### INSTRUCTIONS FOR THE TASK
Using the data below, copy each line that includes the word "producers".

### Saved entries
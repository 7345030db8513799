use std::time::Duration;

use rand::Rng;
use tracing::debug;

use crate::error::SimulationError;
use crate::sync::Arc;
use crate::types::shared_buffer::SharedBuffer;
use crate::types::state::{Role, WorkerReport};
use crate::types::Item;
use crate::worker::run_worker;

/// Produced values are drawn from `[0, ITEM_BOUND)`.
pub const ITEM_BOUND: Item = 100;

/// Producer side of the simulation: until the stop flag is cleared, pauses,
/// makes up a value and blocks until the ring has room for it.
pub fn producer(
    shared: Arc<SharedBuffer>,
    index: usize,
    max_wait: Duration,
) -> Result<WorkerReport, SimulationError> {
    let mut rng = rand::rng();
    run_worker(&shared, Role::Producer, index, max_wait, |shared| {
        let item = rng.random_range(0..ITEM_BOUND);
        match shared.insert(item)? {
            Some(view) => {
                debug!(producer = index, item, "Producer {} writes {} {}", index, item, view);
                Ok(true)
            }
            None => Ok(false),
        }
    })
}
use std::fmt::{self, Display, Formatter};

use crate::config::SimulationConfig;
use crate::types::shared_buffer::BufferTotals;

/// Everything the coordinator knows once every worker has been joined.
#[derive(Debug, Clone, PartialEq, Eq)]
pub struct SimulationStats {
    pub config: SimulationConfig,
    /// Items stored, indexed by producer thread.
    pub produced: Vec<u64>,
    /// Items taken out, indexed by consumer thread.
    pub consumed: Vec<u64>,
    pub totals: BufferTotals,
}

impl SimulationStats {
    pub fn total_produced(&self) -> u64 {
        self.produced.iter().sum()
    }

    pub fn total_consumed(&self) -> u64 {
        self.consumed.iter().sum()
    }

    /// Items produced but never consumed, i.e. still sitting in the ring.
    pub fn unaccounted(&self) -> u64 {
        self.total_produced().saturating_sub(self.total_consumed())
    }
}

impl Display for SimulationStats {
    fn fmt(&self, f: &mut Formatter) -> fmt::Result {
        writeln!(f, "PRODUCER / CONSUMER SIMULATION COMPLETE")?;
        writeln!(f, "=======================================")?;
        writeln!(f, "Simulation Time:                       {:?}", self.config.duration)?;
        writeln!(f, "Maximum Thread Sleep Time:             {:?}", self.config.max_wait)?;
        writeln!(f, "Number of Producer Threads:            {}", self.config.producers)?;
        writeln!(f, "Number of Consumer Threads:            {}", self.config.consumers)?;
        writeln!(f, "Size of Buffer:                        {}", self.config.capacity)?;
        writeln!(f, "Total Number of Items Produced:        {}", self.total_produced())?;
        for (i, count) in self.produced.iter().enumerate() {
            writeln!(f, "  Thread {}:                            {}", i, count)?;
        }
        writeln!(f, "Total Number of Items Consumed:        {}", self.total_consumed())?;
        for (i, count) in self.consumed.iter().enumerate() {
            writeln!(f, "  Thread {}:                            {}", i, count)?;
        }
        writeln!(f, "Number Of Items Remaining in Buffer:   {}", self.unaccounted())?;
        writeln!(f, "Number of Times Buffer Was Full:       {}", self.totals.times_full)?;
        write!(f, "Number Of Times Buffer Was Empty:      {}", self.totals.times_empty)
    }
}

#[cfg(test)]
mod tests {
    use std::time::Duration;

    use super::SimulationStats;
    use crate::config::SimulationConfig;
    use crate::types::shared_buffer::BufferTotals;

    fn stats() -> SimulationStats {
        SimulationStats {
            config: SimulationConfig {
                duration: Duration::from_secs(2),
                max_wait: Duration::from_millis(100),
                producers: 2,
                consumers: 1,
                capacity: 5,
                verbose: false,
            },
            produced: vec![7, 5],
            consumed: vec![9],
            totals: BufferTotals {
                occupancy: 3,
                times_full: 4,
                times_empty: 1,
            },
        }
    }

    #[test]
    fn test_totals() {
        let stats = stats();
        assert_eq!(12, stats.total_produced());
        assert_eq!(9, stats.total_consumed());
        assert_eq!(3, stats.unaccounted());
    }

    #[test]
    fn test_report_lines() {
        let report = stats().to_string();
        assert!(report.starts_with("PRODUCER / CONSUMER SIMULATION COMPLETE"));
        assert!(report.contains("Simulation Time:                       2s"));
        assert!(report.contains("Total Number of Items Produced:        12"));
        assert!(report.contains("Total Number of Items Consumed:        9"));
        assert_eq!(3, report.matches("  Thread ").count());
        assert!(report.contains("Number Of Items Remaining in Buffer:   3"));
        assert!(report.contains("Number of Times Buffer Was Full:       4"));
        assert!(report.ends_with("Number Of Times Buffer Was Empty:      1"));
    }
}
/// Trial division by every `i` in `2..=n/2`.
///
/// Values up to 1 have no divisor in that range and come out as prime; the
/// result only feeds the trace output.
pub fn is_prime(n: i32) -> bool {
    (2..=n / 2).all(|i| n % i != 0)
}
//! Observability subsystem.
//!
//! # Data Flow
//! ```text
//! All subsystems produce:
//!     → logging.rs (structured log events via `tracing`)
//!     → metrics.rs (counters for classification and lifecycle events)
//!
//! Consumers:
//!     → Log aggregation (stdout, pretty or JSON)
//!     → Metrics endpoint (Prometheus scrape)
//! ```
//!
//! # Design Decisions
//! - Setup functions return errors instead of panicking
//! - Metric updates are no-ops until an exporter is installed

pub mod logging;
pub mod metrics;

### SOLUTION
        writeln!(f, "Number of Producer Threads:            {}", self.config.producers)?;
                producers: 2,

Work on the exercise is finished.